Je referme tout juste le roman de Bjørn Rasmussen et je suis bien en difficulté pour vous en faire un retour clair et objectif.
Tout d'abord le thème même du roman ne peut pas laisser indifférent: la relation "amoureuse" entre un ado de 15 ans et un moniteur d'équitation de 20 ans son aîné. Attention! Je mets bien des guillemets à "amoureuse", d'autant plus que cette relation va s'avérer violente et toxique.

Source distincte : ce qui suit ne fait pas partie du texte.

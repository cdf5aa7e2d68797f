use std::{
  fmt::Display,
  ops::{Add, AddAssign, Mul, Neg, Sub, SubAssign},
};

/// A cell position on a board, 0-indexed from the top-left corner.
#[derive(Clone, Copy, Debug, Hash, PartialEq, Eq)]
pub struct Pos {
  pub row: i32,
  pub col: i32,
}

impl Pos {
  pub const fn zero() -> Self {
    Self { row: 0, col: 0 }
  }
}

impl Sub for Pos {
  type Output = Diff;

  fn sub(self, rhs: Self) -> Diff {
    Diff {
      row: self.row - rhs.row,
      col: self.col - rhs.col,
    }
  }
}

impl Sub<Diff> for Pos {
  type Output = Self;

  fn sub(self, rhs: Diff) -> Self {
    Self {
      row: self.row - rhs.row,
      col: self.col - rhs.col,
    }
  }
}

impl SubAssign<Diff> for Pos {
  fn sub_assign(&mut self, rhs: Diff) {
    self.row -= rhs.row;
    self.col -= rhs.col;
  }
}

impl Add<Diff> for Pos {
  type Output = Self;

  fn add(self, rhs: Diff) -> Self {
    Self {
      row: self.row + rhs.row,
      col: self.col + rhs.col,
    }
  }
}

impl AddAssign<Diff> for Pos {
  fn add_assign(&mut self, rhs: Diff) {
    self.row += rhs.row;
    self.col += rhs.col;
  }
}

impl Display for Pos {
  fn fmt(&self, f: &mut std::fmt::Formatter<'_>) -> std::fmt::Result {
    write!(f, "({}, {})", self.row, self.col)
  }
}

/// A row/col displacement, e.g. one step along a word direction.
#[derive(Clone, Copy, Debug, Hash, PartialEq, Eq)]
pub struct Diff {
  pub row: i32,
  pub col: i32,
}

impl Add for Diff {
  type Output = Self;

  fn add(self, rhs: Self) -> Self {
    Self {
      row: self.row + rhs.row,
      col: self.col + rhs.col,
    }
  }
}

impl Mul<Diff> for i32 {
  type Output = Diff;

  fn mul(self, rhs: Diff) -> Diff {
    Diff {
      row: self * rhs.row,
      col: self * rhs.col,
    }
  }
}

impl Mul<i32> for Diff {
  type Output = Diff;

  fn mul(self, rhs: i32) -> Self {
    Self {
      row: self.row * rhs,
      col: self.col * rhs,
    }
  }
}

impl Neg for Diff {
  type Output = Diff;

  fn neg(self) -> Self::Output {
    Self {
      row: -self.row,
      col: -self.col,
    }
  }
}

impl Display for Diff {
  fn fmt(&self, f: &mut std::fmt::Formatter<'_>) -> std::fmt::Result {
    write!(f, "({}, {})", self.row, self.col)
  }
}
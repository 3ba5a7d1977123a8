pub mod db;
pub mod cart_item {
    pub mod entity;
    pub mod repository;
}
pub mod product {
    pub mod entity;
    pub mod repository;
}
/// Repository errors for domain layer.
/// Use code-style identifiers for all error variants for i18n compatibility.
#[derive(Debug, Clone, PartialEq, Eq, thiserror::Error)]
pub enum RepositoryError {
    #[error("repository.not_found")]
    NotFound,
    #[error("repository.persistence")]
    Persistence,
    #[error("repository.database_error")]
    DatabaseError,
}

impl RepositoryError {
    pub fn not_found() -> Self {
        RepositoryError::NotFound
    }
    pub fn persistence() -> Self {
        RepositoryError::Persistence
    }
    pub fn database_error() -> Self {
        RepositoryError::DatabaseError
    }
}
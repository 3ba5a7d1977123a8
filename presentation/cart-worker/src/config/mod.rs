pub mod app_config;
pub mod cache_config;
pub mod database_config;
pub mod queue_config;
pub mod worker_config;

use std::str::FromStr;

use anyhow::Context;

/// Reads `key` through `lookup`, falling back to `default` when unset.
pub(crate) fn parse_or<T>(
    lookup: &impl Fn(&str) -> Option<String>,
    key: &str,
    default: T,
) -> anyhow::Result<T>
where
    T: FromStr,
    T::Err: std::error::Error + Send + Sync + 'static,
{
    match lookup(key) {
        Some(raw) => raw
            .trim()
            .parse()
            .with_context(|| format!("invalid value for {}: {:?}", key, raw)),
        None => Ok(default),
    }
}

/// Reads an optional setting; empty values count as unset.
pub(crate) fn non_empty(lookup: &impl Fn(&str) -> Option<String>, key: &str) -> Option<String> {
    lookup(key).filter(|value| !value.trim().is_empty())
}

#[cfg(test)]
pub(crate) fn lookup_from(pairs: &[(&str, &str)]) -> impl Fn(&str) -> Option<String> {
    let vars: std::collections::HashMap<String, String> = pairs
        .iter()
        .map(|(k, v)| (k.to_string(), v.to_string()))
        .collect();
    move |key: &str| vars.get(key).cloned()
}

Ensuite le style de la narration. Chaotique. Sans règles d'écriture. Avec des phrases parfois inachevées. Passant d'un style narratif à un autre (du "je" au "Bjørn" sans réelle logique), de l'hyper réalisme à la poésie.
Enfin le vocabulaire choisi. Cru. Violent. Il donne vie à des scènes parfois difficilement supportables car trop réelles, sales, dérangeantes. Tout pour me déplaire à vrai dire!
Alors tout cela mis bout à bout, j'aurais envie de dire que j'ai détesté ma lecture. Et pourtant... ce n'est pas le cas. Lorsque j'ai commencé à me mettre à la place du protagoniste, Bjørn donc, j'ai eu la sensation que l'auteur exprimait exactement l'urgence, la folie, la violence vécues par le jeune homme. La plume est trash et dérangeante comme le sont ses pensées, son vécu. L'auteur semble avoir fait le choix de happer le lecteur dans une toile, un piège, emplis de salissures et de magma suintant.
Ça fait son effet, en ce sens c'est parfaitement réussi.
Je ressors donc de cette lecture totalement désorientée et dans l'incapacité d'exprimer clairement mon ressenti, hormis le dégoût et le questionnement. Ce livre ressemble à une expérience. A vous de voir si vous souhaitez la mener ou pas...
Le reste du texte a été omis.